Читать книгу Genetic Analysis of Complex Disease - Группа авторов - Страница 67

Extended families refer to large families with many affected individuals in several generations. This study design is optimal for traditional linkage analysis but is often a rare occurrence in complex disorders. If such a family is identified, it is possible that the genetic liability in this particular family is due to a single gene, rather than a more complex etiology. Such a family would provide a unique opportunity to localize a single gene that has a large effect on disease risk in that family but may have a more moderate effect on disease etiology in the general population. Advances in high‐throughput sequencing technologies (described more in Chapter 10) have made genome sequencing of small numbers of affected family members feasible, allowing the direct examination of segregation of variants with disease in these pedigrees (described more in Chapter 6). Association methods may also be used with extended families. However, one must ensure that the association method being used considers the within‐family dependence (such as the Pedigree Disequilibrium Test (Martin et al. 2000b) or GenABEL (Aulchenko et al. 2007)) or selects only one affected individual from the family to be used in the analysis. A special case can be made for analyzing X‐linked variants within families (Choi et al. 2016; Turkmen and Lin 2020).

There are also variations on these three ascertainment schemes. For example, in an analysis of breast cancer in Australia, Hopper and colleagues (1999) employed a “case‐control‐family” design. In this approach, the cases and controls were selected first and subsequently additional family members were recruited based on the family history. If applied correctly, this approach will have the analytic advantages of a family study, and the results can be placed in the context of an epidemiologic study. Statistical issues associated with this design have been reviewed by other investigators (Liang and Pulver 1996; Seybolt et al. 1997) and will not be discussed here.

Many investigators have explored sampling schemes to determine the optimal ascertainment scheme for genetic analysis of complex disorders. McCarthy and colleagues (1998) considered sampling strategies for affected sibpairs and found that the power to detect a disease gene locus is highly dependent on the larger pedigree structure from which the sibpairs were drawn.
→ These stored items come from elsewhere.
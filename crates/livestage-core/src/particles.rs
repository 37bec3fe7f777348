//! Particle/VFX System
//!
//! Short-lived fire and confetti particles plus the glitch effect. Every
//! particle lives for a whole number of ticks: with decay `d` it is removed
//! on exactly the `ceil(1/d)`-th tick after it was spawned.

use glam::Vec3;
use palette::Srgb;
use rand::rngs::StdRng;
use rand::{Rng, SeedableRng};
use serde::{Deserialize, Serialize};
use tracing::debug;

use crate::audio::EnergyFrame;
use crate::avatar::{color_from_hex, color_from_hue};
use crate::{CoreError, Result};

/// Particle flavor
#[derive(Debug, Clone, Copy, PartialEq, Eq, Hash, Serialize, Deserialize)]
#[serde(rename_all = "lowercase")]
pub enum ParticleKind {
    /// Fast upward spark
    Fire,
    /// Slow-falling spinning paper
    Confetti,
}

/// Explicit effect requests
#[derive(Debug, Clone, Copy, PartialEq, Eq, Hash, Serialize, Deserialize)]
#[serde(rename_all = "lowercase")]
pub enum VfxTrigger {
    /// Burst of fire along the stage front
    Fire,
    /// Confetti rain above the floor
    Confetti,
    /// Timed camera shake and red tint
    Glitch,
}

/// One live particle
#[derive(Debug, Clone, PartialEq)]
pub struct Particle {
    /// World position
    pub position: Vec3,
    /// Movement per tick
    pub velocity: Vec3,
    /// Euler rotation
    pub rotation: Vec3,
    /// Rotation per tick (confetti only)
    pub rotation_velocity: Vec3,
    /// Remaining life in `[0, 1]`; also the render opacity
    pub remaining_life: f32,
    /// Flavor
    pub kind: ParticleKind,
    /// Color
    pub color: Srgb,
    age: u32,
}

impl Particle {
    /// Ticks since spawn
    pub fn age(&self) -> u32 {
        self.age
    }

    /// Render opacity
    pub fn opacity(&self) -> f32 {
        self.remaining_life
    }
}

/// Particle and glitch tuning
#[derive(Debug, Clone, PartialEq, Serialize, Deserialize)]
#[serde(default)]
pub struct ParticleConfig {
    /// Life lost per tick, in (0, 1]
    pub decay: f32,
    /// Downward acceleration on confetti per tick
    pub gravity: f32,
    /// Particles per fire trigger
    pub fire_burst: usize,
    /// Particles per confetti trigger
    pub confetti_burst: usize,
    /// Chance per peak tick of an extra fire particle
    pub peak_burst_chance: f64,
    /// Length of the glitch effect in ticks
    pub glitch_ticks: u32,
    /// Maximum camera offset per axis while glitching
    pub glitch_jitter: f32,
}

impl Default for ParticleConfig {
    fn default() -> Self {
        Self {
            decay: 0.015,
            gravity: 0.015,
            fire_burst: 30,
            confetti_burst: 150,
            peak_burst_chance: 0.1,
            glitch_ticks: 200,
            glitch_jitter: 6.0,
        }
    }
}

impl ParticleConfig {
    /// Validate ranges
    pub fn validate(&self) -> Result<()> {
        if !(self.decay > 0.0 && self.decay <= 1.0) {
            return Err(CoreError::InvalidConfig(
                "particle decay must be in (0, 1]".to_string(),
            ));
        }
        if !(0.0..=1.0).contains(&self.peak_burst_chance) {
            return Err(CoreError::InvalidConfig(
                "peak_burst_chance must be between 0.0 and 1.0".to_string(),
            ));
        }
        if !(self.glitch_jitter >= 0.0) {
            return Err(CoreError::InvalidConfig(
                "glitch_jitter must not be negative".to_string(),
            ));
        }
        Ok(())
    }

    /// Ticks a particle lives with this decay
    pub fn lifetime_ticks(&self) -> u32 {
        ((1.0 / self.decay as f64).ceil() as u32).max(1)
    }
}

/// Timed camera shake and background tint
#[derive(Debug, Clone, Copy, Default, PartialEq, Eq)]
pub struct GlitchEffect {
    remaining_ticks: u32,
}

impl GlitchEffect {
    /// Restart the countdown
    pub fn start(&mut self, ticks: u32) {
        self.remaining_ticks = ticks;
    }

    /// Whether the effect is showing
    pub fn is_active(&self) -> bool {
        self.remaining_ticks > 0
    }

    /// Ticks left
    pub fn remaining_ticks(&self) -> u32 {
        self.remaining_ticks
    }

    fn countdown(&mut self) {
        self.remaining_ticks = self.remaining_ticks.saturating_sub(1);
    }
}

/// Per-tick perturbation while a glitch is active
#[derive(Debug, Clone, Copy, PartialEq)]
pub struct GlitchFrame {
    /// Offset to add to the camera position
    pub camera_offset: Vec3,
    /// Background color for this tick
    pub background: Srgb,
}

/// Background color outside of glitches
pub const BACKGROUND: u32 = 0x000001;

/// Owns every live particle and the glitch countdown
#[derive(Debug, Clone)]
pub struct ParticleSystem {
    config: ParticleConfig,
    lifetime_ticks: u32,
    particles: Vec<Particle>,
    glitch: GlitchEffect,
    rng: StdRng,
}

impl ParticleSystem {
    /// Create a system; a seed makes spawn scatter reproducible
    pub fn new(config: ParticleConfig, seed: Option<u64>) -> Result<Self> {
        config.validate()?;
        let rng = match seed {
            Some(seed) => StdRng::seed_from_u64(seed),
            None => StdRng::from_os_rng(),
        };
        Ok(Self {
            lifetime_ticks: config.lifetime_ticks(),
            config,
            particles: Vec::new(),
            glitch: GlitchEffect::default(),
            rng,
        })
    }

    /// Live particles
    pub fn particles(&self) -> &[Particle] {
        &self.particles
    }

    /// Number of live particles
    pub fn len(&self) -> usize {
        self.particles.len()
    }

    /// Whether no particle is alive
    pub fn is_empty(&self) -> bool {
        self.particles.is_empty()
    }

    /// Glitch state
    pub fn glitch(&self) -> &GlitchEffect {
        &self.glitch
    }

    /// Spawn one particle at `origin`
    pub fn spawn(&mut self, kind: ParticleKind, origin: Vec3, color: Srgb) {
        let rng = &mut self.rng;
        let lateral = |rng: &mut StdRng| (rng.random::<f32>() - 0.5) * 1.2;

        let vx = lateral(rng);
        let vy = match kind {
            ParticleKind::Fire => 1.8,
            ParticleKind::Confetti => rng.random::<f32>() * 0.8 + 0.6,
        };
        let vz = lateral(rng);
        let rotation_velocity = Vec3::new(
            rng.random::<f32>() * 0.4,
            rng.random::<f32>() * 0.4,
            rng.random::<f32>() * 0.4,
        );

        self.particles.push(Particle {
            position: origin,
            velocity: Vec3::new(vx, vy, vz),
            rotation: Vec3::ZERO,
            rotation_velocity,
            remaining_life: 1.0,
            kind,
            color,
            age: 0,
        });
    }

    /// Run an explicit effect
    pub fn trigger(&mut self, trigger: VfxTrigger) {
        match trigger {
            VfxTrigger::Fire => {
                let color = color_from_hex(0xff6600);
                for _ in 0..self.config.fire_burst {
                    let origin = self.stage_front();
                    self.spawn(ParticleKind::Fire, origin, color);
                }
            }
            VfxTrigger::Confetti => {
                for _ in 0..self.config.confetti_burst {
                    let origin = Vec3::new(
                        (self.rng.random::<f32>() - 0.5) * 250.0,
                        80.0,
                        (self.rng.random::<f32>() - 0.5) * 150.0,
                    );
                    let color = color_from_hue(self.rng.random::<f32>(), 0.6);
                    self.spawn(ParticleKind::Confetti, origin, color);
                }
            }
            VfxTrigger::Glitch => self.glitch.start(self.config.glitch_ticks),
        }
        debug!("VFX {:?}: {} particles live", trigger, self.particles.len());
    }

    fn stage_front(&mut self) -> Vec3 {
        Vec3::new((self.rng.random::<f32>() - 0.5) * 120.0, 5.0, -35.0)
    }

    /// Advance one tick
    ///
    /// Moves and ages particles, maybe adds a peak spark, and returns the
    /// glitch perturbation for this tick while the effect is active.
    pub fn tick(&mut self, energy: &EnergyFrame) -> Option<GlitchFrame> {
        let decay = self.config.decay as f64;
        let gravity = self.config.gravity;
        let lifetime = self.lifetime_ticks;

        self.particles.retain_mut(|p| {
            p.age += 1;
            if p.age >= lifetime {
                return false;
            }
            p.position += p.velocity;
            if p.kind == ParticleKind::Confetti {
                p.velocity.y -= gravity;
                p.rotation += p.rotation_velocity;
            }
            p.remaining_life = (1.0 - p.age as f64 * decay).max(0.0) as f32;
            true
        });

        if energy.peak && self.rng.random_bool(self.config.peak_burst_chance) {
            let origin = self.stage_front();
            self.spawn(ParticleKind::Fire, origin, color_from_hex(0xffaa00));
        }

        if !self.glitch.is_active() {
            return None;
        }
        let jitter = self.config.glitch_jitter;
        let frame = GlitchFrame {
            camera_offset: Vec3::new(
                (self.rng.random::<f32>() - 0.5) * 2.0 * jitter,
                (self.rng.random::<f32>() - 0.5) * 2.0 * jitter,
                0.0,
            ),
            background: Srgb::new(self.rng.random::<f32>() * 0.2, 0.0, 0.0),
        };
        self.glitch.countdown();
        Some(frame)
    }

    /// Drop all particles and stop any glitch
    pub fn clear(&mut self) {
        self.particles.clear();
        self.glitch = GlitchEffect::default();
    }
}

#[cfg(test)]
mod tests {
    use super::*;

    fn system(config: ParticleConfig) -> ParticleSystem {
        ParticleSystem::new(config, Some(42)).unwrap()
    }

    #[test]
    fn test_spawn_velocity_ranges() {
        let mut particles = system(ParticleConfig::default());
        for _ in 0..200 {
            particles.spawn(ParticleKind::Fire, Vec3::ZERO, color_from_hex(0xff6600));
            particles.spawn(ParticleKind::Confetti, Vec3::ZERO, color_from_hex(0xffffff));
        }
        for p in particles.particles() {
            assert!(p.velocity.x.abs() <= 0.6 && p.velocity.z.abs() <= 0.6);
            assert_eq!(p.remaining_life, 1.0);
            match p.kind {
                ParticleKind::Fire => assert_eq!(p.velocity.y, 1.8),
                ParticleKind::Confetti => assert!((0.6..1.4).contains(&p.velocity.y)),
            }
            assert!(p.rotation_velocity.max_element() < 0.4);
            assert!(p.rotation_velocity.min_element() >= 0.0);
        }
    }

    #[test]
    fn test_default_lifetime() {
        // 1 / 0.015 = 66.67
        assert_eq!(ParticleConfig::default().lifetime_ticks(), 67);
    }

    #[test]
    fn test_confetti_falls_and_spins() {
        let mut particles = system(ParticleConfig::default());
        particles.spawn(ParticleKind::Confetti, Vec3::new(0.0, 80.0, 0.0), color_from_hex(0xffffff));
        let vy0 = particles.particles()[0].velocity.y;

        particles.tick(&EnergyFrame::SILENT);
        let p = &particles.particles()[0];
        assert!((p.position.y - (80.0 + vy0)).abs() < 1e-5);
        assert!((p.velocity.y - (vy0 - 0.015)).abs() < 1e-6);
        assert_eq!(p.rotation, p.rotation_velocity);
        assert!((p.opacity() - 0.985).abs() < 1e-6);
    }

    #[test]
    fn test_fire_keeps_velocity() {
        let mut particles = system(ParticleConfig::default());
        particles.spawn(ParticleKind::Fire, Vec3::ZERO, color_from_hex(0xff6600));
        for _ in 0..10 {
            particles.tick(&EnergyFrame::SILENT);
        }
        let p = &particles.particles()[0];
        assert!((p.position.y - 18.0).abs() < 1e-4);
        assert_eq!(p.rotation, Vec3::ZERO);
    }

    #[test]
    fn test_trigger_bursts() {
        let mut particles = system(ParticleConfig::default());
        particles.trigger(VfxTrigger::Fire);
        assert_eq!(particles.len(), 30);
        assert!(particles
            .particles()
            .iter()
            .all(|p| p.position.z == -35.0 && p.position.x.abs() <= 60.0));

        particles.trigger(VfxTrigger::Confetti);
        assert_eq!(particles.len(), 180);
        assert_eq!(
            particles
                .particles()
                .iter()
                .filter(|p| p.kind == ParticleKind::Confetti && p.position.y == 80.0)
                .count(),
            150
        );
    }

    #[test]
    fn test_glitch_countdown() {
        let config = ParticleConfig {
            glitch_ticks: 5,
            ..Default::default()
        };
        let mut particles = system(config);
        particles.trigger(VfxTrigger::Glitch);
        assert!(particles.glitch().is_active());
        assert!(particles.is_empty());

        for _ in 0..5 {
            let frame = particles.tick(&EnergyFrame::SILENT).unwrap();
            assert!(frame.camera_offset.x.abs() <= 6.0);
            assert!(frame.background.red <= 0.2);
            assert_eq!(frame.background.green, 0.0);
        }
        assert!(!particles.glitch().is_active());
        assert!(particles.tick(&EnergyFrame::SILENT).is_none());
    }

    #[test]
    fn test_peak_burst_probability() {
        let always = ParticleConfig {
            peak_burst_chance: 1.0,
            ..Default::default()
        };
        let mut particles = system(always);
        let peak = EnergyFrame {
            bass: 0.95,
            peak: true,
            ..Default::default()
        };
        particles.tick(&peak);
        assert_eq!(particles.len(), 1);
        assert_eq!(particles.particles()[0].kind, ParticleKind::Fire);

        particles.tick(&EnergyFrame::SILENT);
        assert_eq!(particles.len(), 1);

        let never = ParticleConfig {
            peak_burst_chance: 0.0,
            ..Default::default()
        };
        let mut particles = system(never);
        for _ in 0..100 {
            particles.tick(&peak);
        }
        assert!(particles.is_empty());
    }

    #[test]
    fn test_invalid_decay_rejected() {
        for decay in [0.0, -0.5, 1.5, f32::NAN] {
            let config = ParticleConfig {
                decay,
                ..Default::default()
            };
            assert!(ParticleSystem::new(config, None).is_err());
        }
    }

    #[test]
    fn test_clear() {
        let mut particles = system(ParticleConfig::default());
        particles.trigger(VfxTrigger::Fire);
        particles.trigger(VfxTrigger::Glitch);
        particles.clear();
        assert!(particles.is_empty());
        assert!(!particles.glitch().is_active());
    }
}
Furthermore, they concluded that imposing a few restrictions on that pedigree structure (such as the presence of at least one unaffected sibling or parent) can provide a modest increase in power, and ascertaining random affected sibpairs (regardless of the larger pedigree structure) tends to be a robust approach under a variety of genetic inheritance models. The advantage of restricting the pedigree structure to one or fewer affected parents is that one can reduce the possibility of bilineality in the pedigree. Terwilliger and Goring (2000) have argued that, even in the case of complex disorders, ascertainment of large pedigrees is a more successful approach for genetic analysis than a case‐control approach as the large pedigrees increase the likelihood of genetic homogeneity and additionally, once ascertaining large pedigrees, one has more flexibility with regard to the types of analyses that may be performed. For example, one can analyze the entire pedigree for linkage analysis, and also, by breaking the family structure into smaller units, consider affected sibpair, affected relative pair, or trio approaches as complementary methods for identifying the disease genes. Badner et al. (1998), however, suggest that there is no benefit to collecting large pedigrees under certain genetic models (a qualitative trait with common alleles under single locus, additive and multiplicative inheritance models). In spite of the many elegant theoretical considerations of sampling schemes, there does not appear to be any consensus with regard to an optimal sampling scheme for complex disorders (Baron 1999). The optimal study design for a particular condition is influenced by the underlying genetic model, which is unknown in complex diseases. Consequently, the choice of ascertainment design will be determined primarily by the natural history of the condition under investigation and the available resources (both financial and personnel) rather than theoretical concerns.